One of the six regulatory principles to which the FCA must “have regard” is that a firm’s senior management is responsible for his or her firm’s compliance with regulatory requirements. This is a sharpening of the current “principle of good regulation” to which the FSA is subject, and makes it clear that the FCA will go further that the FSA in identifying where a senior manager has responsibility for his or her firm’s failings and in taking individual disciplinary action.


Transparency


The fifth and sixth regulatory principles require the FCA to act openly and transparently. Building on past FSA campaigns for transparency, this is likely to result in the FCA making public additional information about the firms that it regulates, and its dealings with them, or requiring them to publish this information themselves. This is currently happening with complaints data, and may well extend to cover significantly wider areas such as costs and charges, performance and persistency.


Prudential supervision

The FCA will be the prudential supervisor of some 24,500 firms. The FCA’s approach for most of them will be on a “gone concern” basis, in other words ensuring that they have sufficient capital resources and adequate segregation of any client assets held to be wound down in an orderly manner with support from the Compensation Scheme as needed. For firms whose collapse could affect the orderly operation of the market, such as a substantial long-only or alternative asset manager, the FCA will take a more intrusive approach, seeking to ensure that the firm is viable on a “going concern” basis. This will entail reviewing the strength and stress testing of its business model and its finances, and possibly requiring it to have a concrete plan for an orderly wind-down if required.

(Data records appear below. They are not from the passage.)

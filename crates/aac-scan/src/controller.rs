//! Scanning Controller
//!
//! Single-switch scanning over the menu → category → card → modal hierarchy.
//!
//! One item is highlighted at a time. In auto method a repeating timer moves
//! the highlight and any switch input selects; in step method a short input
//! moves and a held input selects. Category and Card scans return to their
//! parent after two full passes without a selection.
//!
//! All transitions run synchronously inside the call that triggered them.
//! Timers live in a [`TimerQueue`] that only [`ScanningController::poll`]
//! drains, and every timer is cancelled before its replacement is scheduled,
//! so at most one auto-advance timer exists and a stopped controller has none.

use crate::config::{ScanMethod, ScanningConfig};
use crate::input::{Key, ScanAction, SwitchGesture};
use crate::output::{NullNavigator, NullSpeech, SpeechOutput, View, ViewNavigator, VoiceStyle};
use crate::state::{labels, EventQueue, MenuChoice, ScanEvent, ScanPhase, ScanningState};
use crate::timer::{Clock, MonotonicClock, TimerId, TimerKind, TimerQueue};
use aac_board::{CardCatalog, SelectionStore};
use aac_grammar::Card;

/// Scanning controller over a card catalog
pub struct ScanningController<C: CardCatalog> {
    catalog: C,
    store: SelectionStore,
    navigator: Box<dyn ViewNavigator>,
    speech: Box<dyn SpeechOutput>,
    clock: Box<dyn Clock>,
    timers: TimerQueue,
    advance_timer: Option<TimerId>,
    switch: SwitchGesture,
    state: ScanningState,
    events: EventQueue,
}
//! Sentence Composition
//!
//! Pure functions that turn a card selection into a Korean sentence.
//!
//! A sentence has a single predicate slot. Verb, question and request cards
//! (and emergency cards, which stand alone as predicates) compete for it, and
//! the predicate always lands at the end. Particles such as `~한테` bind to the
//! word before them without a space.

use crate::card::Card;

/// Marker prefix on particle card text (`~을/를`)
pub const PARTICLE_MARKER: char = '~';

/// Check whether a card occupies the predicate slot
pub fn is_verb_class(card: &Card) -> bool {
    card.emergency || card.grammar_type.is_predicate()
}

/// Add a card to a selection, evicting the previous predicate if needed.
///
/// Non-predicate cards are appended unconditionally; toggling a card that
/// is already selected is the caller's job.
pub fn apply_exclusivity(new_card: Card, selection: &[Card]) -> Vec<Card> {
    let mut next: Vec<Card> = if is_verb_class(&new_card) {
        selection.iter().filter(|c| !is_verb_class(c)).cloned().collect()
    } else {
        selection.to_vec()
    };
    next.push(new_card);
    next
}

/// Stable partition: non-predicate cards in selection order, then predicates
pub fn sort_for_composition(selection: Vec<Card>) -> Vec<Card> {
    if selection.len() <= 1 {
        return selection;
    }

    let (mut ordered, predicates): (Vec<Card>, Vec<Card>) =
        selection.into_iter().partition(|c| !is_verb_class(c));
    ordered.extend(predicates);
    ordered
}

/// Render an ordered selection as a sentence
pub fn build_message(ordered: &[Card]) -> String {
    let mut message = String::new();

    for card in ordered {
        if card.is_particle() && !message.is_empty() {
            let suffix = card.text.strip_prefix(PARTICLE_MARKER).unwrap_or(&card.text);
            message.push_str(suffix);
        } else {
            // A leading particle has nothing to attach to and reads as a word
            if !message.is_empty() {
                message.push(' ');
            }
            message.push_str(&card.text);
        }
    }

    message
}

/// Exclusivity, ordering and rendering in one step
pub fn compose(new_card: Card, selection: &[Card]) -> (Vec<Card>, String) {
    let ordered = sort_for_composition(apply_exclusivity(new_card, selection));
    let message = build_message(&ordered);
    (ordered, message)
}
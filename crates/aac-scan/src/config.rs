//! Scanning Configuration

use serde::{Deserialize, Serialize};

/// How the highlight advances
#[derive(Debug, Clone, Copy, PartialEq, Eq, Default, Serialize, Deserialize)]
#[serde(rename_all = "lowercase")]
pub enum ScanMethod {
    /// Timer advances; every switch input selects
    #[default]
    Auto,
    /// Short input advances; held input selects
    Step,
}

/// Scanning configuration
#[derive(Debug, Clone, PartialEq, Eq, Serialize, Deserialize)]
#[serde(default, rename_all = "camelCase")]
pub struct ScanningConfig {
    /// Auto-advance interval (ms)
    #[serde(rename = "speed")]
    pub speed_ms: u64,

    pub method: ScanMethod,

    /// Highlight color; cosmetic only
    pub highlight_color: String,

    /// Hold time that turns a step input into a selection (ms)
    pub long_press_ms: u64,
}

impl ScanningConfig {
    pub const MIN_SPEED_MS: u64 = 500;
    pub const MAX_SPEED_MS: u64 = 10_000;

    /// Clamp timings into their supported ranges
    pub fn normalized(mut self) -> Self {
        self.speed_ms = self.speed_ms.clamp(Self::MIN_SPEED_MS, Self::MAX_SPEED_MS);
        self.long_press_ms = self.long_press_ms.clamp(300, 3_000);
        self
    }
}

impl Default for ScanningConfig {
    fn default() -> Self {
        Self {
            speed_ms: 2000,
            method: ScanMethod::Auto,
            highlight_color: "#FF6B00".to_string(),
            long_press_ms: 1000,
        }
    }
}
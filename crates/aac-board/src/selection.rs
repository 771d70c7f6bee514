//! Selection Store
//!
//! Owns the live card selection and everything derived from it: the
//! composed message and the active verb suggestions. Every mutation runs the
//! grammar functions again, so the message can never drift from the
//! selection. Views observe changes through [`SelectionStore::subscribe`].

use crate::catalog::VerbSuggestions;
use aac_grammar::{build_message, compose, is_verb_class, Card};
use std::fmt;

/// Default category shown when a session starts
pub const DEFAULT_CATEGORY: &str = "action";

/// Subscription handle
pub type SubscriptionId = u64;

type Listener = Box<dyn FnMut(&SelectionSnapshot)>;

/// Copy of the observable selection state handed to listeners
#[derive(Debug, Clone, PartialEq, Eq, Default)]
pub struct SelectionSnapshot {
    pub cards: Vec<Card>,
    pub message: String,
    pub suggestions: Option<Vec<String>>,
}

/// Live selection with derived message and suggestions
pub struct SelectionStore {
    selection: Vec<Card>,
    message: String,
    active_suggestions: Option<Vec<String>>,
    suggestions: VerbSuggestions,
    active_category: String,
    active_situation: Option<String>,
    listeners: Vec<(SubscriptionId, Listener)>,
    next_subscription: SubscriptionId,
}

impl SelectionStore {
    pub fn new(suggestions: VerbSuggestions) -> Self {
        Self {
            selection: Vec::new(),
            message: String::new(),
            active_suggestions: None,
            suggestions,
            active_category: DEFAULT_CATEGORY.to_string(),
            active_situation: None,
            listeners: Vec::new(),
            next_subscription: 1,
        }
    }

    /// Select a card under the single-predicate rule
    pub fn select_card(&mut self, card: Card) {
        let verb_class = is_verb_class(&card);
        let suggestions = if verb_class {
            self.suggestions.get(&card.id).map(<[String]>::to_vec)
        } else {
            self.active_suggestions.clone()
        };
        tracing::debug!("Select card {} (predicate: {})", card.id, verb_class);

        let (ordered, message) = compose(card, &self.selection);
        self.selection = ordered;
        self.message = message;
        self.active_suggestions = suggestions;
        self.notify();
    }

    /// Append without exclusivity; no-op if the card is already selected
    pub fn select_card_direct(&mut self, card: Card) -> bool {
        if self.is_selected(&card.id) {
            return false;
        }
        tracing::debug!("Select card {} directly", card.id);
        self.selection.push(card);
        self.recompute();
        true
    }

    /// Remove a card by id; no-op if absent
    pub fn deselect_card(&mut self, card_id: &str) -> bool {
        let before = self.selection.len();
        self.selection.retain(|c| c.id != card_id);
        if self.selection.len() == before {
            return false;
        }
        self.recompute();
        true
    }

    /// Reset selection, message and suggestions
    pub fn clear_selection(&mut self) {
        let changed = !self.selection.is_empty() || self.active_suggestions.is_some();
        self.selection.clear();
        self.message.clear();
        self.active_suggestions = None;
        if changed {
            self.notify();
        }
    }

    fn recompute(&mut self) {
        self.message = build_message(&self.selection);
        self.notify();
    }

    pub fn is_selected(&self, card_id: &str) -> bool {
        self.selection.iter().any(|c| c.id == card_id)
    }

    pub fn selected(&self) -> &[Card] {
        &self.selection
    }

    /// Composed sentence; always `build_message(selected())`
    pub fn message(&self) -> &str {
        &self.message
    }

    pub fn active_suggestions(&self) -> Option<&[String]> {
        self.active_suggestions.as_deref()
    }

    pub fn is_empty(&self) -> bool {
        self.selection.is_empty()
    }

    pub fn snapshot(&self) -> SelectionSnapshot {
        SelectionSnapshot {
            cards: self.selection.clone(),
            message: self.message.clone(),
            suggestions: self.active_suggestions.clone(),
        }
    }

    // === Navigation context ===

    pub fn set_active_category(&mut self, category_id: &str) {
        self.active_category = category_id.to_string();
    }

    pub fn active_category(&self) -> &str {
        &self.active_category
    }

    pub fn set_active_situation(&mut self, situation_id: Option<&str>) {
        self.active_situation = situation_id.map(str::to_string);
    }

    pub fn active_situation(&self) -> Option<&str> {
        self.active_situation.as_deref()
    }

    // === Subscriptions ===

    /// Register a listener called after every selection change
    pub fn subscribe(&mut self, listener: impl FnMut(&SelectionSnapshot) + 'static) -> SubscriptionId {
        let id = self.next_subscription;
        self.next_subscription += 1;
        self.listeners.push((id, Box::new(listener)));
        id
    }

    pub fn unsubscribe(&mut self, id: SubscriptionId) -> bool {
        let before = self.listeners.len();
        self.listeners.retain(|(sid, _)| *sid != id);
        self.listeners.len() != before
    }

    fn notify(&mut self) {
        if self.listeners.is_empty() {
            return;
        }
        let snapshot = self.snapshot();
        for (_, listener) in &mut self.listeners {
            listener(&snapshot);
        }
    }
}

impl Default for SelectionStore {
    fn default() -> Self {
        Self::new(VerbSuggestions::new())
    }
}

impl fmt::Debug for SelectionStore {
    fn fmt(&self, f: &mut fmt::Formatter<'_>) -> fmt::Result {
        f.debug_struct("SelectionStore")
            .field("selection", &self.selection)
            .field("message", &self.message)
            .field("active_suggestions", &self.active_suggestions)
            .field("active_category", &self.active_category)
            .field("active_situation", &self.active_situation)
            .field("listeners", &self.listeners.len())
            .finish()
    }
}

As regulator of wholesale conduct


The FCA will put greater emphasis on wholesale conduct, including in banking and wholesale insurance, investigating whether they have the potential to damage consumer interests and the wider economy. It will in particular consider the linkages across the value chain where risks are transmitted between wholesale and retail consumers. Possible examples of this might include:

- The production of derivative instruments for incorporation into retail products so that they can offer a guarantee;

- The purchase of interest rate hedges to allow the sale of fixed rate retail products; and

- The use of wholesale market instruments to provide retail products linked to an index.